* **Work instruction**: Where a line of the data below has the string "usize", copy that line.

* **Information supplied**:
== == ==

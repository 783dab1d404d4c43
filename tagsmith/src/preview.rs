//! Finds the preview images embedded in Exif.
//!
//! IFD 1 usually holds a small thumbnail, and some cameras chain on more IFDs
//! with larger previews. Each one points at a JPEG stream by offset and
//! length, relative to the TIFF header.

use std::collections::BTreeMap;

use tagsmith_types::{
    exif::{
        ifd::IfdGroup,
        tags::{JPEG_INTERCHANGE_FORMAT, JPEG_INTERCHANGE_FORMAT_LENGTH},
    },
    key::Family,
};

use crate::{container::Metadata, exif, providers::jpeg::scan};

const IMAGE_WIDTH: u16 = 0x0100;
const IMAGE_LENGTH: u16 = 0x0101;

/// Where a preview image is, and what it looks like.
#[derive(Clone, Debug, PartialEq, Eq, Hash)]
pub struct PreviewProperties {
    pub mime_type: &'static str,
    pub extension: &'static str,

    /// Width in pixels, or 0 if unknown.
    pub width: u32,

    /// Height in pixels, or 0 if unknown.
    pub height: u32,

    /// Where the preview starts in the whole file.
    pub byte_offset: usize,
    pub byte_length: usize,

    /// The IFD that points at this preview.
    pub group: IfdGroup,
}

/// A preview image, copied out of the file.
#[derive(Clone, Debug, PartialEq, Eq)]
pub struct PreviewImage {
    pub properties: PreviewProperties,
    pub data: Vec<u8>,
}

/// Lists every preview that `metadata` points at, smallest first.
pub fn properties(metadata: &Metadata) -> Vec<PreviewProperties> {
    let Some(tiff_offset) = metadata.exif_state.tiff_offset else {
        log::trace!("No Exif was decoded, so there are no previews.");
        return Vec::new();
    };

    #[derive(Default)]
    struct Found {
        offset: Option<u32>,
        length: Option<u32>,
        width: Option<u32>,
        height: Option<u32>,
    }

    let mut found: BTreeMap<IfdGroup, Found> = BTreeMap::new();
    for (key, value) in metadata.entries(Family::Exif).iter() {
        let Ok((group, tag)) = exif::resolve_key(key) else {
            continue;
        };

        let slot = match tag {
            JPEG_INTERCHANGE_FORMAT => &mut found.entry(group).or_default().offset,
            JPEG_INTERCHANGE_FORMAT_LENGTH => &mut found.entry(group).or_default().length,
            IMAGE_WIDTH => &mut found.entry(group).or_default().width,
            IMAGE_LENGTH => &mut found.entry(group).or_default().height,
            _ => continue,
        };
        if slot.is_none() {
            *slot = value.uint_at(0);
        }
    }

    let mut out: Vec<PreviewProperties> = found
        .into_iter()
        .filter_map(|(group, f)| {
            let (offset, length) = (f.offset?, f.length?);

            let (width, height) = metadata
                .exif_state
                .blobs
                .get(&group)
                .and_then(|blob| scan::frame_size(blob))
                .or_else(|| f.width.zip(f.height))
                .unwrap_or((0, 0));

            log::debug!("Found a `{width}x{height}` preview on IFD `{group}`.");
            Some(PreviewProperties {
                mime_type: "image/jpeg",
                extension: ".jpg",
                width,
                height,
                byte_offset: tiff_offset.saturating_add(offset as usize),
                byte_length: length as usize,
                group,
            })
        })
        .collect();

    out.sort_by_key(|p| p.byte_length);
    out
}

/// Copies one preview out of the file it was found in.
pub fn extract(bytes: &[u8], props: &PreviewProperties) -> Result<PreviewImage, PreviewError> {
    let start = props.byte_offset;
    let data = start
        .checked_add(props.byte_length)
        .and_then(|end| bytes.get(start..end))
        .ok_or_else(|| {
            log::warn!(
                "Preview on IFD `{}` is outside the file. offset: `{start}`, len: `{}`",
                props.group,
                props.byte_length
            );
            PreviewError::OutOfBounds {
                group: props.group,
                offset: start,
                len: props.byte_length,
                file_len: bytes.len(),
            }
        })?;

    if !data.starts_with(&[0xFF, scan::SOI_MARKER_CODE]) {
        log::warn!("Preview on IFD `{}` isn't a JPEG stream.", props.group);
        return Err(PreviewError::NotJpeg { group: props.group });
    }

    Ok(PreviewImage {
        properties: props.clone(),
        data: data.to_vec(),
    })
}

/// A preview couldn't be found where its IFD said.
#[derive(Clone, Debug, PartialEq, Eq, Hash)]
pub enum PreviewError {
    /// The preview's range goes past the end of the file.
    OutOfBounds {
        group: IfdGroup,
        offset: usize,
        len: usize,
        file_len: usize,
    },

    /// The range doesn't start with a JPEG SOI marker.
    NotJpeg { group: IfdGroup },
}

impl core::fmt::Display for PreviewError {
    fn fmt(&self, f: &mut core::fmt::Formatter<'_>) -> core::fmt::Result {
        match self {
            PreviewError::OutOfBounds {
                group,
                offset,
                len,
                file_len,
            } => write!(
                f,
                "Preview on IFD `{group}` is outside the file. \
                offset: `{offset}`, len: `{len}`, file len: `{file_len}`"
            ),
            PreviewError::NotJpeg { group } => {
                write!(f, "Preview on IFD `{group}` doesn't start with a JPEG SOI marker.")
            }
        }
    }
}

impl core::error::Error for PreviewError {}
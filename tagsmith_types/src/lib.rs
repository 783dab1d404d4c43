//! # `tagsmith_types`
//!
//! Keys, values, and lookup tables shared by the `tagsmith` engine.
//!
//! - [`key`]: `Family.Group.Name` keys.
//! - [`value`]: typed tag values and their text forms.
//! - [`exif`]: IFD groups, the TIFF type table, and known Exif tags.
//! - [`iptc`]: IPTC records and datasets.
//! - [`xmp`]: the XMP namespace registry.

#![forbid(unsafe_code)]

pub mod exif;
pub mod iptc;
pub mod key;
pub mod value;
pub mod xmp;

== == ==

* **Result below**:
    pub byte_offset: usize,
    pub byte_length: usize,
                byte_offset: tiff_offset.saturating_add(offset as usize),
                byte_length: length as usize,
        offset: usize,
        len: usize,
        file_len: usize,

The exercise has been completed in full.